3 - Les engagements en faveur de la transition écologique
Depuis 2020 le budget comporte une ligne verte qui recense l’ensemble des projets de la Ville ayant un impact sur l’environnement. La ligne verte comporte 3 axes :
- Production et la consommation durable de l’énergie,
- Renforcement de la nature en ville
- Zéro déchet-zéro plastique.
Le Conseil Municipal du 3 octobre 2022 a adopté le plan de sobriété énergétique. Ce plan n’est pas qu’un plan d’économie d’énergie basé sur les seules consommations énergétiques mais aussi un plan de sobriété général qui embrasse largement l’ensemble des problématiques actuelles sur notre patrimoine et nos usages. Un certain nombre d’actions présentées ci-dessous figurent dans ce plan de sobriété (réseau de chaleur, chaufferies, modernisation de l’éclairage public, déplacements).
Le Conseil Municipal du 7 octobre 2024 a adopté la délibération « Continuons Mérignac ville verte, relevons le défi climatique 2024-2030 ». La ville doit s’adapter à un choc climatique. D’ici 2050, les étés dans le Sud-Ouest connaîtront une augmentation de température moyenne de 1,8°C, le nombre de jours à + de 25 °C dans la métropole s’accroitra de 29 jours/an, et les nuits chaudes à plus de 20 °C seront plus nombreuses.

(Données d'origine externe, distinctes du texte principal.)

use anyhow::Result;
use clap::{Parser, Subcommand};

use spendlog::cli::{
    handle_balance_command, handle_category_command, handle_expense_command,
    handle_memory_command, handle_report_command,
};
use spendlog::config::{paths::SpendlogPaths, settings::Settings};
use spendlog::storage::Storage;

#[derive(Parser)]
#[command(
    name = "spendlog",
    version,
    about = "Terminal-based personal expense tracker",
    long_about = "spendlog is a single-user expense tracker for the terminal. \
                  It records expenses and account balances to local files and \
                  produces summaries, budget alerts, and CSV reports."
)]
struct Cli {
    #[command(subcommand)]
    command: Option<Commands>,
}

#[derive(Subcommand)]
enum Commands {
    /// Expense management commands
    #[command(subcommand, alias = "exp")]
    Expense(spendlog::cli::ExpenseCommands),

    /// Balance management commands
    #[command(subcommand, alias = "bal")]
    Balance(spendlog::cli::BalanceCommands),

    /// Reports and analysis commands
    #[command(subcommand)]
    Report(spendlog::cli::ReportCommands),

    /// Category management commands
    #[command(subcommand, alias = "cat")]
    Category(spendlog::cli::CategoryCommands),

    /// Expense memory commands
    #[command(subcommand)]
    Memory(spendlog::cli::MemoryCommands),

    /// Show current configuration and paths
    Config {
        /// Set the monthly budget used by 'report budget'
        #[arg(long)]
        set_budget: Option<String>,
        /// Clear the configured monthly budget
        #[arg(long, conflicts_with = "set_budget")]
        clear_budget: bool,
    },
}

fn main() -> Result<()> {
    env_logger::init();

    let cli = Cli::parse();

    // Initialize paths and settings
    let paths = SpendlogPaths::new()?;
    let settings = Settings::load_or_create(&paths)?;

    // Initialize storage
    let storage = Storage::new(paths.clone())?;
    storage.load_all()?;

    match cli.command {
        Some(Commands::Expense(cmd)) => {
            handle_expense_command(&storage, cmd)?;
        }
        Some(Commands::Balance(cmd)) => {
            handle_balance_command(&storage, cmd)?;
        }
        Some(Commands::Report(cmd)) => {
            handle_report_command(&storage, &settings, cmd)?;
        }
        Some(Commands::Category(cmd)) => {
            handle_category_command(&storage, cmd)?;
        }
        Some(Commands::Memory(cmd)) => {
            handle_memory_command(&storage, cmd)?;
        }
        Some(Commands::Config {
            set_budget,
            clear_budget,
        }) => {
            let mut settings = settings;
            if let Some(ref budget) = set_budget {
                settings.monthly_budget = Some(spendlog::cli::expense::parse_amount(budget)?);
                settings.save(&paths)?;
                println!("Monthly budget set.");
            } else if clear_budget {
                settings.monthly_budget = None;
                settings.save(&paths)?;
                println!("Monthly budget cleared.");
            }

            println!("spendlog Configuration");
            println!("======================");
            println!("Base directory:    {}", paths.base_dir().display());
            println!("Data directory:    {}", paths.data_dir().display());
            println!("Reports directory: {}", paths.reports_dir().display());
            println!();
            println!("Settings:");
            match settings.monthly_budget {
                Some(budget) => println!("  Monthly budget: {}", budget),
                None => println!("  Monthly budget: (not set)"),
            }
        }
        None => {
            println!("spendlog - Terminal-based personal expense tracker");
            println!();
            println!("Run 'spendlog --help' for usage information.");
            println!("Run 'spendlog expense list' to see your expenses.");
        }
    }

    Ok(())
}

La ville accélère donc la végétalisation (square d’Arlac, parc Flora Tristan…), qui s’intègre dans une batterie d’actions déjà engagées dans le cadre de la transition écologique (économies d’énergie, énergies renouvelables, réduction des déchets, isolation des bâtiments, éco conception etc.). Le schéma « CONTINUONS MERIGNAC VERTE 2024-2030. » a pour objet d’accentuer la renaturation de la ville. Il définit des orientations précises tenant compte des besoins de la population et des ressources de la collectivité. Les engagements financiers qu’il génère sont intégrés dans le PPI et le budget de la ville. Bien entendu, il s’appuie également sur les actions de la Métropole (Métropole rafraîchissante, Million d’arbres, Espaces publics à vivre.)
- Développer les sources d’énergie renouvelable : biomasse et géothermie
Les opérations suivantes sont en cours ou en phase de lancement :
- Le réseau de chaleur urbain à proximité de l’Aqua Stadium. A cet endroit se situe une chaufferie biomasse dont le réseau s’étend de l’avenue de l’Yser à la rue des coteaux. Les chaufferies de l’Hôtel de ville, de la MDA, du Pin Galant, de la salle omnisport Robert Brettes sont raccordées. En 2025, de nouveaux bâtiments se sont vus raccordés au réseau de chaleur : la médiathèque du centre-ville ainsi que 4 bâtiments du groupe scolaire Jean Jaurès (écoles élémentaires, maternelle et réfectoire). L'école Jules Ferry et le pôle Jeunesse, en phase travaux, profiterons du dispositif biomasse alimentée par des plaquettes de bois issues des forêts locales gérées durablement.
- Le projet d’un second réseau de chaleur sur le territoire de la Ville a été lancé par délibération de Bordeaux Métropole le 29 septembre 2023 et concernera la zone Aéroparc. Il apportera de la chaleur et du froid à des acteurséconomiques et industriels. Il permettra de décarboner le chauffage des bâtiments des activités aéronautiques du secteur de l’aéroport grâce à un puits géothermique et à une nouvelle chaudière bois. Ce réseau s’étendra sur 20 kilomètres et pourra fournir de la chaleur et du froid à 38 abonnés dont Dassault, Sabena, Ariane, BM. Ce réseau fait partie du plan climat air énergie territorial horizon 2028 de la Métropole.
- Comme indiqué dans le rapport de développement durable la ville a identifié et voté en Conseil Municipal des zones d’accélération favorables à l’accueil de projets d’énergies renouvelables.
- Les installations photovoltaïques.
La ville a développé les installations photovoltaïques en autoconsommation individuelle et collective permettant de réduire la facture énergétique et de réaliser la première expérience de la Métropole d’autoconsommation collective. Le groupe scolaire Jean Jaurès, la crèche du Burck et le groupe scolaire Buisson sont déjà en dispositif de revente totale. Le centre technique municipal, le site de la Glacière et la toiture de l’école du Burck ont également été équipés de panneaux photovoltaïques.
Par délibération d’octobre 2022, et en tant qu’autorité productrice et consommatrice de l’électricité photovoltaïque générée la Ville a adhéré à la personne morale organisatrice « Mérignac Energies Renouvelables Citoyennes Innovation (MERCI) ».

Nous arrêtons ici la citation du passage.